Even if the Iranian people didn’t hate the Islamic Republic, and even if the U.S. and Israel hadn’t just decimated its leadership with a series of skillfully targeted airstrikes, the Islamic Republic’s chances of survival at this point are slimmer than most people realize, particularly the Democrats in the U.S. Senate and House of Representatives. 

After 36 years as supreme leader of the Islamic Republic of Iran, the Ayatollah Ali Khamenei has been killed in that most ignominious of ways for a man of his outlook on life: an Israeli airstrike sent the 86-year-old tyrant to his heavenly virgins. Even in the best of times, this would have been a severe blow to Iran’s Islamic regime. At this point, it is something much worse than that for the mullahs in Tehran. 

President Donald Trump has called upon the Iranian people to “take over your government. It will be yours to take. This will probably be your only chance for generations.” There is no denying the fact that this is much easier said than done. The regime’s forces have all the arms, while the people have no significant weaponry (that’s what gun control can do to a once-free and proud people). Still, the Iranian people could actually take over their nation’s government if enough of the Islamic regime’s forces realize that the writing is on the wall and that it is time for them to stop making war against their own people. 

Yet while the Iranian people face massive obstacles, the Iranian Islamic regime faces even greater impediments to its continued existence. This is because Khamenei leaves no clear successor; the Islamic Republic’s system doesn’t work that way. Axios explained Saturday that Khamenei’s death “sets off an immediate succession crisis with no clear answer.”

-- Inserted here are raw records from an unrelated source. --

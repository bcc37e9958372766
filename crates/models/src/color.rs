use sea_orm::entity::prelude::*;
use serde::{Deserialize, Serialize};

use crate::errors::ModelError;

#[derive(Clone, Debug, PartialEq, DeriveEntityModel, Serialize, Deserialize)]
#[sea_orm(table_name = "colors")]
pub struct Model {
    #[sea_orm(primary_key, auto_increment = false)]
    pub id: Uuid,
    pub name: String,
    #[sea_orm(unique)]
    pub slug: String,
    pub hex_code: Option<String>,
    pub created_at: DateTimeWithTimeZone,
}

#[derive(Copy, Clone, Debug, EnumIter, DeriveRelation)]
pub enum Relation {}

impl ActiveModelBehavior for ActiveModel {}

/// `#RRGGBB`, normalized to uppercase.
pub fn validate_hex_code(hex: &str) -> Result<String, ModelError> {
    let h = hex.trim();
    let valid = h.len() == 7
        && h.starts_with('#')
        && h[1..].chars().all(|c| c.is_ascii_hexdigit());
    if !valid {
        return Err(ModelError::Validation(format!("invalid hex color '{h}'")));
    }
    Ok(h.to_ascii_uppercase())
}
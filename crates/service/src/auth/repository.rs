use async_trait::async_trait;
use uuid::Uuid;

use super::domain::{AuthUser, Credentials};
use super::errors::AuthError;

/// Repository abstraction for auth-related persistence.
#[async_trait]
pub trait AuthRepository: Send + Sync {
    async fn find_user_by_email(&self, email: &str) -> Result<Option<AuthUser>, AuthError>;
    async fn find_user_by_id(&self, id: Uuid) -> Result<Option<AuthUser>, AuthError>;
    async fn count_users(&self) -> Result<u64, AuthError>;
    async fn create_user(&self, email: &str, name: &str) -> Result<AuthUser, AuthError>;

    async fn get_credentials(&self, user_id: Uuid) -> Result<Option<Credentials>, AuthError>;
    async fn upsert_password(&self, user_id: Uuid, password_hash: String, password_algorithm: String) -> Result<Credentials, AuthError>;
}

/// Simple in-memory mock repository for tests and doc examples
pub mod mock {
    use super::*;
    use std::collections::HashMap;
    use std::sync::{Mutex, MutexGuard};

    #[derive(Default)]
    pub struct MockAuthRepository {
        users: Mutex<HashMap<String, AuthUser>>,   // key: email
        creds: Mutex<HashMap<Uuid, Credentials>>, // key: user_id
    }

    fn lock<T>(m: &Mutex<T>) -> Result<MutexGuard<'_, T>, AuthError> {
        m.lock().map_err(|_| AuthError::Repository("mock repository lock poisoned".into()))
    }

    #[async_trait]
    impl AuthRepository for MockAuthRepository {
        async fn find_user_by_email(&self, email: &str) -> Result<Option<AuthUser>, AuthError> {
            Ok(lock(&self.users)?.get(email).cloned())
        }

        async fn find_user_by_id(&self, id: Uuid) -> Result<Option<AuthUser>, AuthError> {
            Ok(lock(&self.users)?.values().find(|u| u.id == id).cloned())
        }

        async fn count_users(&self) -> Result<u64, AuthError> {
            Ok(lock(&self.users)?.len() as u64)
        }

        async fn create_user(&self, email: &str, name: &str) -> Result<AuthUser, AuthError> {
            let mut users = lock(&self.users)?;
            if users.contains_key(email) {
                return Err(AuthError::Conflict);
            }
            let user = AuthUser { id: Uuid::new_v4(), email: email.to_string(), name: name.to_string() };
            users.insert(email.to_string(), user.clone());
            Ok(user)
        }

        async fn get_credentials(&self, user_id: Uuid) -> Result<Option<Credentials>, AuthError> {
            Ok(lock(&self.creds)?.get(&user_id).cloned())
        }

        async fn upsert_password(&self, user_id: Uuid, password_hash: String, password_algorithm: String) -> Result<Credentials, AuthError> {
            let c = Credentials { user_id, password_hash, password_algorithm };
            lock(&self.creds)?.insert(user_id, c.clone());
            Ok(c)
        }
    }
}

The crisis comes because “under Iran's constitution, a council of clerics is meant to select a new supreme leader — but Israel's strikes also targeted senior Islamic Revolutionary Guard Corps (IRGC) commanders and political leaders, leaving the regime's chain of command in disarray. Israeli officials say they assess the Iranian minister of defense and the commander of the IRGC were also among those killed in targeted strikes on Saturday.”

It is likely that enough clerics could be found to choose another supreme leader, but the new man would not have anything approaching Khamenei’s stature, as there is no one in the surviving Iranian leadership with anything approaching the resume Khamenei had when he became Iran’s top dog in the first place.

For eight years before he become supreme leader in 1989, Khamenei was president of Iran, which in the Islamic Republic is the nation’s highest elected official, but very much a lackey for the supremo. Could the current president become the supreme leader, as Khamenei did? That is unlikely in the extreme. The current president, Masoud Pezeshkian, is not a Muslim cleric, and that makes a big difference. As The Complete Infidel’s Guide to Iran explains, the regime’s founder, the Ayatollah Ruhollah Khomeini, who was the supreme leader for the first ten years of this evil regime’s existence, based the Islamic Republic of Iran on the idea that Shi’ite clerics should be the rulers.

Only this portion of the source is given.